* **TASK**
Every line in the records below that holds "HistoryRow" must be identified and copied.

(Collected data entries)

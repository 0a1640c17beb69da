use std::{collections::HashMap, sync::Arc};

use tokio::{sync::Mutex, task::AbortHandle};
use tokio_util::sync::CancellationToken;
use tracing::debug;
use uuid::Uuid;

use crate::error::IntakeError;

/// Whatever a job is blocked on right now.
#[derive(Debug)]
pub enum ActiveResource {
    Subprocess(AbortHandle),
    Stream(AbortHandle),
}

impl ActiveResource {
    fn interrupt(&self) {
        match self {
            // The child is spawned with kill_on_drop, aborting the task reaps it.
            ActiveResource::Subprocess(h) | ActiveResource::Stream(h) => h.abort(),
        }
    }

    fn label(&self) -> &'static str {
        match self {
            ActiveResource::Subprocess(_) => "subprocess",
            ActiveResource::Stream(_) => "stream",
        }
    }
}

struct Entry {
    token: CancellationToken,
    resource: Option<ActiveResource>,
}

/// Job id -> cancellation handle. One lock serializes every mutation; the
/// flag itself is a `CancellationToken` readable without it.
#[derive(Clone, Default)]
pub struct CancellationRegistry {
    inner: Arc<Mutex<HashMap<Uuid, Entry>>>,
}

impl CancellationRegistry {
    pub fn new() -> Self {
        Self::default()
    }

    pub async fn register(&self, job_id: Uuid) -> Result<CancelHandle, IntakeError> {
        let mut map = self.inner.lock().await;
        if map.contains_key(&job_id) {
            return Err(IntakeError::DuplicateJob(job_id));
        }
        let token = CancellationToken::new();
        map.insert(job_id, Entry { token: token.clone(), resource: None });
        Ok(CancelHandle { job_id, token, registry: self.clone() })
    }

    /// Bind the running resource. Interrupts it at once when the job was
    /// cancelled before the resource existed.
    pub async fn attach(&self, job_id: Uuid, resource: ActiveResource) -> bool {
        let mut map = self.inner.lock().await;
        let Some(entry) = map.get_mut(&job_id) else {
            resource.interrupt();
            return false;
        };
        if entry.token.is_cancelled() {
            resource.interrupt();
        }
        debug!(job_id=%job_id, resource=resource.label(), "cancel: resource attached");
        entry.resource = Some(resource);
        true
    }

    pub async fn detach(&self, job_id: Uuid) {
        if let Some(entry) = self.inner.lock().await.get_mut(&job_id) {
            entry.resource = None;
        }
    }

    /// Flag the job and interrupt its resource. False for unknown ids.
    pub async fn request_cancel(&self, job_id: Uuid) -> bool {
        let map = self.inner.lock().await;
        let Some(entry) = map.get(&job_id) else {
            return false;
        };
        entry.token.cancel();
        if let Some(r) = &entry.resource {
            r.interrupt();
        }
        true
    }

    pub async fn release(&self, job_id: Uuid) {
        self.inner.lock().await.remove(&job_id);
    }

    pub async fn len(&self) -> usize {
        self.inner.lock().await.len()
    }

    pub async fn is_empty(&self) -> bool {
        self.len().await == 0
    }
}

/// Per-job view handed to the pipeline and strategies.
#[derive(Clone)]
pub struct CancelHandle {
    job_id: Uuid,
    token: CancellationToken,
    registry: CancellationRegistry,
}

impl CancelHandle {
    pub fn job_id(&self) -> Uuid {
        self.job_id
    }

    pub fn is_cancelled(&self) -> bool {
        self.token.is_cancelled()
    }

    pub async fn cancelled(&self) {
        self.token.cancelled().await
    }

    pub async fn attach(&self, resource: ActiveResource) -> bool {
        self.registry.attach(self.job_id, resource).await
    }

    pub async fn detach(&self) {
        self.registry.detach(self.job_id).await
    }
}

* * *

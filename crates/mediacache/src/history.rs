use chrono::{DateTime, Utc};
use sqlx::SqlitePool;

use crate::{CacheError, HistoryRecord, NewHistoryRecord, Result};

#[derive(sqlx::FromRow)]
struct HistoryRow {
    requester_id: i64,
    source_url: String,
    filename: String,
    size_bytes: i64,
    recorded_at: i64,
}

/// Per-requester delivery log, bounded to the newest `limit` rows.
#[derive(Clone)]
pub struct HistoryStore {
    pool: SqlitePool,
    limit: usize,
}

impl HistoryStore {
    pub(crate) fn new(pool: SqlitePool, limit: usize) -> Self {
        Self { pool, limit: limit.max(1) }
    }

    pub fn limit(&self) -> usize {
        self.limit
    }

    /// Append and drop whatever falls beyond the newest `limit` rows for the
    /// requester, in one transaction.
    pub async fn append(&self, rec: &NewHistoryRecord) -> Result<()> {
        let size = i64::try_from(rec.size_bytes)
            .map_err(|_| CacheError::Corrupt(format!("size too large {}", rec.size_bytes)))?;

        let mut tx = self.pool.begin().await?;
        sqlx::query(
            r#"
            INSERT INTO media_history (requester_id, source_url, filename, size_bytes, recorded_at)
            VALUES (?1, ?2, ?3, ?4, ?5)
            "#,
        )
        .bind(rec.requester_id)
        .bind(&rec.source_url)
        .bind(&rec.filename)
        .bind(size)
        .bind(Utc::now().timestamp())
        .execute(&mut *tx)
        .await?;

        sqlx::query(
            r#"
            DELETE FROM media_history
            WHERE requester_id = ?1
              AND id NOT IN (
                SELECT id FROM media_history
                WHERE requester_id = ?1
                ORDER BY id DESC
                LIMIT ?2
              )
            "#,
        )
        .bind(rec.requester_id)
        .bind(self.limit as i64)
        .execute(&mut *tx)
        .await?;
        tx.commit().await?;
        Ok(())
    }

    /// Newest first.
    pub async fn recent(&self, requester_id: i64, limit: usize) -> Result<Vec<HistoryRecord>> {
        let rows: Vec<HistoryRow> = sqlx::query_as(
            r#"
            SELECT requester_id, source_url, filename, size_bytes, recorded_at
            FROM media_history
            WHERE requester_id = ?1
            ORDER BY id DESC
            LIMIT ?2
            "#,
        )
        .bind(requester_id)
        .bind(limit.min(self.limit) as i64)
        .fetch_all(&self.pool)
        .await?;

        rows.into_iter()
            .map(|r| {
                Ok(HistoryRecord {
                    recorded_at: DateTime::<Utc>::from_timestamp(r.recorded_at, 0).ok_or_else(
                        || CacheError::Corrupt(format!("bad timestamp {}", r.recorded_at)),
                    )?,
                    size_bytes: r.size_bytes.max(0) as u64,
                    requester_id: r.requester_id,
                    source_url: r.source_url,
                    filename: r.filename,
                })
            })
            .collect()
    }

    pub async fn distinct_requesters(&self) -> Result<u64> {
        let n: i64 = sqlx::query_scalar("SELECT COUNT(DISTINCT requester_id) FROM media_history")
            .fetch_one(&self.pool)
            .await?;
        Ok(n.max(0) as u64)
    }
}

* **SOLUTION FOR THIS TASK**
struct HistoryRow {
        let rows: Vec<HistoryRow> = sqlx::query_as(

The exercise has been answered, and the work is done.